- _What you should do_
Would you restate the data exactly as given?

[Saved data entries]
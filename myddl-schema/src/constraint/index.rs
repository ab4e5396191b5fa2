use myddl_error::Result;

use crate::{
    naming::{quote_ident, quote_list},
    Ddl, Key,
};

use super::validate_named;

/// Plain (non unique) index
#[derive(Debug, Clone, PartialEq, Eq)]
pub struct Index {
    name: String,
    columns: Vec<String>,
}

impl Index {
    /// # Examples
    ///
    /// ```
    /// use myddl_schema::{Ddl, Index, Key};
    ///
    /// let idx = Index::new("idx_name", ["last", "first"]).unwrap();
    ///
    /// assert_eq!(idx.build_create(), "KEY `idx_name` (`last`, `first`)");
    /// assert_eq!(idx.build_add(), "ADD INDEX `idx_name` (`last`, `first`)");
    /// assert_eq!(idx.build_drop(), "DROP INDEX `idx_name`");
    /// ```
    pub fn new<T, S>(name: &str, columns: T) -> Result<Self>
    where
        T: IntoIterator<Item = S>,
        S: ToString,
    {
        let columns = validate_named(name, columns)?;

        Ok(Self {
            name: name.into(),
            columns,
        })
    }

    /// Exactly `columns`, in the same order
    pub fn covers(&self, columns: &[String]) -> bool {
        self.columns == columns
    }
}

impl Ddl for Index {
    fn build_create(&self) -> String {
        format!(
            "KEY {} {}",
            quote_ident(&self.name),
            quote_list(&self.columns)
        )
    }

    fn build_drop(&self) -> String {
        format!("DROP INDEX {}", quote_ident(&self.name))
    }
}

impl Key for Index {
    fn name(&self) -> &str {
        &self.name
    }

    fn columns(&self) -> &[String] {
        &self.columns
    }

    fn build_add(&self) -> String {
        format!(
            "ADD INDEX {} {}",
            quote_ident(&self.name),
            quote_list(&self.columns)
        )
    }
}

- _Output for this exercise_
filename myddl-schema/src/constraint/index.rs
repository ab4e5396191b5fa2
use myddl_error::Result;

use crate::{
    naming::{quote_ident, quote_list},
    Ddl, Key,
};

use super::validate_named;

/// Plain (non unique) index
#[derive(Debug, Clone, PartialEq, Eq)]
pub struct Index {
    name: String,
    columns: Vec<String>,
}

impl Index {
    /// # Examples
    ///
    /// ```
    /// use myddl_schema::{Ddl, Index, Key};
    ///
    /// let idx = Index::new("idx_name", ["last", "first"]).unwrap();
    ///
    /// assert_eq!(idx.build_create(), "KEY `idx_name` (`last`, `first`)");
    /// assert_eq!(idx.build_add(), "ADD INDEX `idx_name` (`last`, `first`)");
    /// assert_eq!(idx.build_drop(), "DROP INDEX `idx_name`");
    /// ```
    pub fn new<T, S>(name: &str, columns: T) -> Result<Self>
    where
        T: IntoIterator<Item = S>,
        S: ToString,
    {
        let columns = validate_named(name, columns)?;

        Ok(Self {
            name: name.into(),
            columns,
        })
    }

    /// Exactly `columns`, in the same order
    pub fn covers(&self, columns: &[String]) -> bool {
        self.columns == columns
    }
}

impl Ddl for Index {
    fn build_create(&self) -> String {
        format!(
            "KEY {} {}",
            quote_ident(&self.name),
            quote_list(&self.columns)
        )
    }

    fn build_drop(&self) -> String {
        format!("DROP INDEX {}", quote_ident(&self.name))
    }
}

impl Key for Index {
    fn name(&self) -> &str {
        &self.name
    }

    fn columns(&self) -> &[String] {
        &self.columns
    }

    fn build_add(&self) -> String {
        format!(
            "ADD INDEX {} {}",
            quote_ident(&self.name),
            quote_list(&self.columns)
        )
    }
}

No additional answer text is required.